Your goal:
Go through the entries below and say how many lines contain the string "None"; write only that number.

Stored items:
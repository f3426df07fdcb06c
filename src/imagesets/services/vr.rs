//! Value representation resolution.
//!
//! The standard data dictionary is authoritative. Attributes it does not know
//! (private tags, mostly) fall back to the VRs declared per instance in the
//! metadata document.
use crate::imagesets::models::metadata::OrderedMap;
use dicom::core::dictionary::{DataDictionaryEntry, VirtualVr};
use dicom::core::{DataDictionary, Tag, VR};
use dicom::object::StandardDataDictionary;
use std::collections::HashMap;
use std::str::FromStr;

/// VR declarations of one instance, keyed by attribute identifier.
#[derive(Debug, Clone, Default)]
pub struct OverrideTable {
    entries: HashMap<String, VirtualVr>,
}

impl OverrideTable {
    pub fn get(&self, key: &str) -> Option<VirtualVr> {
        self.entries.get(key).copied()
    }
}

impl<'a> FromIterator<(&'a str, &'a str)> for OverrideTable {
    /// The first usable declaration of an attribute wins.
    fn from_iter<I: IntoIterator<Item = (&'a str, &'a str)>>(iter: I) -> Self {
        let mut entries = HashMap::new();
        for (key, code) in iter {
            match parse_vr_code(code) {
                Some(vr) => {
                    entries.entry(key.to_string()).or_insert(vr);
                }
                None => tracing::debug!(key, code, "ignoring unknown VR declaration"),
            }
        }
        OverrideTable { entries }
    }
}

impl From<&OrderedMap<String>> for OverrideTable {
    fn from(declarations: &OrderedMap<String>) -> Self {
        declarations
            .iter()
            .map(|(key, code)| (key, code.as_str()))
            .collect()
    }
}

/// Parses a VR code as written in the metadata document,
/// including the composite spellings of context dependent VRs.
pub fn parse_vr_code(code: &str) -> Option<VirtualVr> {
    match code.trim() {
        "US or SS" | "SS or US" => Some(VirtualVr::Xs),
        "OB or OW" | "OW or OB" => Some(VirtualVr::Ox),
        "US or OW" | "US or SS or OW" => Some(VirtualVr::Lt),
        code => VR::from_str(code).ok().map(VirtualVr::Exact),
    }
}

/// Resolves an attribute identifier, either a keyword (`PatientName`)
/// or a tag expression (`00100010`, `(0010,0010)`), to its tag.
pub fn resolve_tag(key: &str) -> Option<Tag> {
    if key.len() == 8 && key.bytes().all(|b| b.is_ascii_hexdigit()) {
        let group = u16::from_str_radix(&key[..4], 16).ok()?;
        let element = u16::from_str_radix(&key[4..], 16).ok()?;
        return Some(Tag(group, element));
    }
    StandardDataDictionary.parse_tag(key)
}

/// Resolves the value representation of an attribute.
///
/// Returns `None` when neither the dictionary nor the overrides know the attribute.
pub fn resolve_vr(key: &str, tag: Tag, overrides: &OverrideTable) -> Option<VirtualVr> {
    StandardDataDictionary
        .by_tag(tag)
        .map(|entry| entry.vr())
        .or_else(|| overrides.get(key))
}

/// Human readable name of a VR, as used in diagnostics.
pub fn vr_name(vr: VirtualVr) -> String {
    match vr {
        VirtualVr::Exact(vr) => String::from(vr.to_string()),
        VirtualVr::Xs => "US or SS".to_string(),
        VirtualVr::Ox | VirtualVr::Px => "OB or OW".to_string(),
        VirtualVr::Lt => "US or OW".to_string(),
        other => format!("{other:?}"),
    }
}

Exercise solution:
2